AVAILABLE RECORDS:
◇ ◇ ◇ ◇ ◇ ◇ ◇
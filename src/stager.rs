//! Staging and deferred replay of text and hotkeys.
//!
//! A send records the entry in history immediately, then replays it on an
//! independent timer task once the delay elapses, giving the user time to
//! focus the target window. Sends are never cancelled; staging twice simply
//! runs two timers.

use std::sync::Arc;
use std::time::Duration;

use tokio::sync::Mutex;
use tokio::task::JoinHandle;
use tracing::{error, info};

use crate::config::Config;
use crate::error::{Result, StagerError};
use crate::history::{HistoryStore, ItemKind};
use crate::injector::Injector;
use crate::keymap::HotkeyParser;

/// Parse a user-typed delay in seconds ("2", "0.5"). Bounded to one minute,
/// matching the front-end validator.
pub fn parse_delay_secs(value: &str) -> Result<Duration> {
    let secs: f64 = value
        .trim()
        .parse()
        .map_err(|_| StagerError::invalid_delay(value, "expected a number of seconds"))?;
    if !secs.is_finite() || secs < 0.0 {
        return Err(StagerError::invalid_delay(value, "delay cannot be negative"));
    }
    if secs > 60.0 {
        return Err(StagerError::invalid_delay(
            value,
            "delay cannot exceed 60 seconds",
        ));
    }
    Ok(Duration::from_millis((secs * 1000.0).round() as u64))
}

/// Coordinates history bookkeeping, combo parsing, and deferred injection.
pub struct Stager<I: Injector + 'static> {
    history: HistoryStore,
    parser: HotkeyParser,
    delay: Duration,
    injector: Arc<Mutex<I>>,
}

impl<I: Injector + 'static> Stager<I> {
    pub fn new(injector: I, parser: HotkeyParser, config: &Config) -> Self {
        Self {
            history: HistoryStore::new(config.obfuscate_by_default),
            parser,
            delay: config.default_delay,
            injector: Arc::new(Mutex::new(injector)),
        }
    }

    pub fn history(&self) -> &HistoryStore {
        &self.history
    }

    pub fn history_mut(&mut self) -> &mut HistoryStore {
        &mut self.history
    }

    pub fn parser(&self) -> &HotkeyParser {
        &self.parser
    }

    pub fn delay(&self) -> Duration {
        self.delay
    }

    pub fn set_delay(&mut self, delay: Duration) {
        self.delay = delay;
    }

    /// Stage a text string for replay. Rejects empty or whitespace-only
    /// input without touching the history.
    pub fn send_text(&mut self, text: &str) -> Result<JoinHandle<Result<()>>> {
        if text.trim().is_empty() {
            return Err(StagerError::EmptyText);
        }
        self.history.add_text(text);
        info!(
            chars = text.chars().count(),
            delay_ms = self.delay.as_millis() as u64,
            "staged text"
        );
        let text = text.to_string();
        Ok(self.schedule(move |injector| injector.type_text(&text)))
    }

    /// Stage a hotkey combo for replay. The history records the canonical
    /// uppercase form the front end displays.
    pub fn send_hotkey(&mut self, combo_str: &str) -> Result<JoinHandle<Result<()>>> {
        let trimmed = combo_str.trim();
        if trimmed.is_empty() {
            return Err(StagerError::invalid_key(combo_str, "empty combo"));
        }
        let combo = self.parser.parse(trimmed);
        self.history.add_hotkey(trimmed.to_uppercase());
        info!(
            combo = %combo,
            delay_ms = self.delay.as_millis() as u64,
            "staged hotkey"
        );
        Ok(self.schedule(move |injector| {
            if let [token] = combo.tokens() {
                injector.press_key(token)
            } else {
                injector.press_combo(&combo)
            }
        }))
    }

    /// Re-stage an existing history entry by index. The resend is routed
    /// back through the normal send path, so it appends a fresh entry.
    pub fn resend(&mut self, index: usize) -> Result<JoinHandle<Result<()>>> {
        let item = self
            .history
            .get(index)
            .ok_or_else(|| StagerError::index_out_of_range(index, self.history.len()))?;
        let content = item.content.clone();
        match item.kind {
            ItemKind::Text => self.send_text(&content),
            ItemKind::Hotkey => self.send_hotkey(&content),
        }
    }

    fn schedule<F>(&self, op: F) -> JoinHandle<Result<()>>
    where
        F: FnOnce(&mut I) -> Result<()> + Send + 'static,
    {
        let injector = Arc::clone(&self.injector);
        let delay = self.delay;
        tokio::spawn(async move {
            tokio::time::sleep(delay).await;
            let mut injector = injector.lock().await;
            let result = op(&mut injector);
            if let Err(e) = &result {
                error!("replay failed: {e}");
            }
            result
        })
    }
}

#[cfg(test)]
mod tests {
    use super::*;
    use crate::injector::KeyCombo;
    use crate::keymap::Platform;
    use std::sync::Mutex as StdMutex;

    #[derive(Default)]
    struct FakeInjector {
        log: Arc<StdMutex<Vec<String>>>,
        fail: bool,
    }

    impl Injector for FakeInjector {
        fn type_text(&mut self, text: &str) -> Result<()> {
            if self.fail {
                return Err(StagerError::injection("backend down"));
            }
            self.log.lock().unwrap().push(format!("text:{text}"));
            Ok(())
        }

        fn press_key(&mut self, token: &str) -> Result<()> {
            self.log.lock().unwrap().push(format!("key:{token}"));
            Ok(())
        }

        fn press_combo(&mut self, combo: &KeyCombo) -> Result<()> {
            self.log.lock().unwrap().push(format!("combo:{combo}"));
            Ok(())
        }
    }

    fn zero_delay_config() -> Config {
        Config {
            default_delay: Duration::ZERO,
            ..Config::default()
        }
    }

    fn new_stager(injector: FakeInjector) -> Stager<FakeInjector> {
        Stager::new(
            injector,
            HotkeyParser::new(Platform::Windows),
            &zero_delay_config(),
        )
    }

    #[tokio::test]
    async fn test_send_text_records_and_replays() {
        let injector = FakeInjector::default();
        let log = Arc::clone(&injector.log);
        let mut stager = new_stager(injector);

        let handle = stager.send_text("hello world").unwrap();
        handle.await.unwrap().unwrap();

        assert_eq!(stager.history().len(), 1);
        // Default config obfuscates, so the entry starts masked.
        assert_eq!(stager.history().display_items()[0], "***********");
        assert_eq!(*log.lock().unwrap(), vec!["text:hello world"]);
    }

    #[tokio::test]
    async fn test_send_empty_text_rejected_without_state_change() {
        let mut stager = new_stager(FakeInjector::default());
        assert!(matches!(stager.send_text("   "), Err(StagerError::EmptyText)));
        assert!(stager.history().is_empty());
    }

    #[tokio::test]
    async fn test_send_hotkey_routes_single_key_and_combo() {
        let injector = FakeInjector::default();
        let log = Arc::clone(&injector.log);
        let mut stager = new_stager(injector);

        stager.send_hotkey("F5").unwrap().await.unwrap().unwrap();
        stager
            .send_hotkey("ctrl+shift+a")
            .unwrap()
            .await
            .unwrap()
            .unwrap();

        assert_eq!(
            *log.lock().unwrap(),
            vec!["key:f5", "combo:ctrl+shift+a"]
        );
        // History keeps the canonical uppercase form.
        assert_eq!(
            stager.history().display_items(),
            vec!["[HOTKEY] F5", "[HOTKEY] CTRL+SHIFT+A"]
        );
    }

    #[tokio::test]
    async fn test_resend_appends_new_entry_of_same_kind() {
        let injector = FakeInjector::default();
        let log = Arc::clone(&injector.log);
        let mut stager = new_stager(injector);

        stager.send_hotkey("CTRL+V").unwrap().await.unwrap().unwrap();
        stager.resend(0).unwrap().await.unwrap().unwrap();

        assert_eq!(stager.history().len(), 2);
        assert_eq!(stager.history().get(1).unwrap().kind, ItemKind::Hotkey);
        assert_eq!(*log.lock().unwrap(), vec!["combo:ctrl+v", "combo:ctrl+v"]);
    }

    #[tokio::test]
    async fn test_resend_out_of_range() {
        let mut stager = new_stager(FakeInjector::default());
        assert!(matches!(
            stager.resend(3),
            Err(StagerError::IndexOutOfRange { index: 3, len: 0 })
        ));
    }

    #[tokio::test]
    async fn test_injection_failure_is_reported_not_retried() {
        let injector = FakeInjector {
            fail: true,
            ..FakeInjector::default()
        };
        let log = Arc::clone(&injector.log);
        let mut stager = new_stager(injector);

        let handle = stager.send_text("oops").unwrap();
        let result = handle.await.unwrap();
        assert!(matches!(result, Err(StagerError::Injection(_))));

        // The entry stays in history even though replay failed.
        assert_eq!(stager.history().len(), 1);
        assert!(log.lock().unwrap().is_empty());
    }

    #[test]
    fn test_parse_delay_secs() {
        assert_eq!(parse_delay_secs("2").unwrap(), Duration::from_secs(2));
        assert_eq!(parse_delay_secs("0.5").unwrap(), Duration::from_millis(500));
        assert_eq!(parse_delay_secs(" 0 ").unwrap(), Duration::ZERO);

        assert!(parse_delay_secs("abc").is_err());
        assert!(parse_delay_secs("-1").is_err());
        assert!(parse_delay_secs("61").is_err());
        assert!(parse_delay_secs("").is_err());
    }
}
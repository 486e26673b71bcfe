//! Configuration handling with JSON file support.
//!
//! Durations are written as human-readable strings ("500ms", "2s", "1m");
//! a bare number is taken as milliseconds.

use std::fs;
use std::time::Duration;

use serde::{Deserialize, Serialize};

use crate::error::{Result, StagerError};

/// Application configuration.
///
/// ```json
/// {
///   "default_delay": "2s",
///   "obfuscate_by_default": true,
///   "verbose": false
/// }
/// ```
#[derive(Debug, Clone, Serialize, Deserialize)]
pub struct Config {
    /// How long to wait before replaying a staged entry, so the user can
    /// refocus the target window.
    #[serde(default = "default_delay", with = "duration_string")]
    pub default_delay: Duration,

    /// Whether new text history entries start masked.
    #[serde(default = "default_obfuscate")]
    pub obfuscate_by_default: bool,

    /// Enable verbose logging.
    #[serde(default)]
    pub verbose: bool,
}

fn default_delay() -> Duration {
    Duration::from_secs(2)
}

fn default_obfuscate() -> bool {
    true
}

impl Default for Config {
    fn default() -> Self {
        Self {
            default_delay: default_delay(),
            obfuscate_by_default: default_obfuscate(),
            verbose: false,
        }
    }
}

impl Config {
    /// Load configuration from a JSON file.
    pub fn from_file(path: &str) -> Result<Self> {
        let contents = fs::read_to_string(path)
            .map_err(|e| StagerError::config_load(path, e.to_string()))?;
        let config: Config = serde_json::from_str(&contents)
            .map_err(|e| StagerError::config_load(path, e.to_string()))?;
        config.validate()?;
        Ok(config)
    }

    /// Save configuration to a JSON file.
    pub fn save_to_file(&self, path: &str) -> Result<()> {
        let contents = serde_json::to_string_pretty(self)
            .map_err(|e| StagerError::config_save(path, e.to_string()))?;
        fs::write(path, contents).map_err(|e| StagerError::config_save(path, e.to_string()))?;
        Ok(())
    }

    /// Validate configuration values.
    pub fn validate(&self) -> Result<()> {
        if self.default_delay > Duration::from_secs(60) {
            return Err(StagerError::config_validation(
                "default_delay cannot exceed 60s",
            ));
        }
        Ok(())
    }
}

/// Parse a duration string like "500ms", "2s", or "1m". A bare number is
/// interpreted as milliseconds.
pub fn parse_duration(value: &str) -> Result<Duration> {
    let trimmed = value.trim().to_lowercase();
    if trimmed.is_empty() {
        return Err(StagerError::invalid_delay(value, "empty duration"));
    }

    let (number, multiplier_ms) = if let Some(number) = trimmed.strip_suffix("ms") {
        (number, 1)
    } else if let Some(number) = trimmed.strip_suffix('s') {
        (number, 1000)
    } else if let Some(number) = trimmed.strip_suffix('m') {
        (number, 60_000)
    } else {
        (trimmed.as_str(), 1)
    };

    let amount: u64 = number
        .trim()
        .parse()
        .map_err(|_| StagerError::invalid_delay(value, "expected a non-negative number"))?;

    Ok(Duration::from_millis(amount * multiplier_ms))
}

/// Format a duration back into the string form used in config files.
pub fn format_duration(duration: &Duration) -> String {
    let millis = duration.as_millis();
    if millis % 1000 == 0 {
        format!("{}s", millis / 1000)
    } else {
        format!("{millis}ms")
    }
}

mod duration_string {
    use std::time::Duration;

    use serde::{Deserialize, Deserializer, Serializer};

    pub fn serialize<S: Serializer>(duration: &Duration, serializer: S) -> Result<S::Ok, S::Error> {
        serializer.serialize_str(&super::format_duration(duration))
    }

    pub fn deserialize<'de, D: Deserializer<'de>>(deserializer: D) -> Result<Duration, D::Error> {
        let value = String::deserialize(deserializer)?;
        super::parse_duration(&value).map_err(serde::de::Error::custom)
    }
}

#[cfg(test)]
mod tests {
    use super::*;

    #[test]
    fn test_parse_duration_units() {
        assert_eq!(parse_duration("500ms").unwrap(), Duration::from_millis(500));
        assert_eq!(parse_duration("2s").unwrap(), Duration::from_secs(2));
        assert_eq!(parse_duration("1m").unwrap(), Duration::from_secs(60));
        assert_eq!(parse_duration("1500").unwrap(), Duration::from_millis(1500));
    }

    #[test]
    fn test_parse_duration_normalizes_input() {
        assert_eq!(parse_duration("5S").unwrap(), Duration::from_secs(5));
        assert_eq!(parse_duration(" 2m ").unwrap(), Duration::from_secs(120));
    }

    #[test]
    fn test_parse_duration_rejects_garbage() {
        assert!(parse_duration("").is_err());
        assert!(parse_duration("abc").is_err());
        assert!(parse_duration("1000x").is_err());
        assert!(parse_duration("-1000ms").is_err());
    }

    #[test]
    fn test_format_duration() {
        assert_eq!(format_duration(&Duration::from_secs(2)), "2s");
        assert_eq!(format_duration(&Duration::from_millis(1500)), "1500ms");
    }

    #[test]
    fn test_defaults() {
        let config = Config::default();
        assert_eq!(config.default_delay, Duration::from_secs(2));
        assert!(config.obfuscate_by_default);
        assert!(!config.verbose);
        assert!(config.validate().is_ok());
    }

    #[test]
    fn test_validate_rejects_excessive_delay() {
        let config = Config {
            default_delay: Duration::from_secs(61),
            ..Config::default()
        };
        assert!(config.validate().is_err());
    }
}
◇ ◇ ◇ ◇ ◇ ◇ ◇
HOW TO COMPLETE THIS TASK: Please find every line in the listing that holds the string "bare" and copy it.

EXERCISE RESPONSE:
//! a bare number is taken as milliseconds.
/// Parse a duration string like "500ms", "2s", or "1m". A bare number is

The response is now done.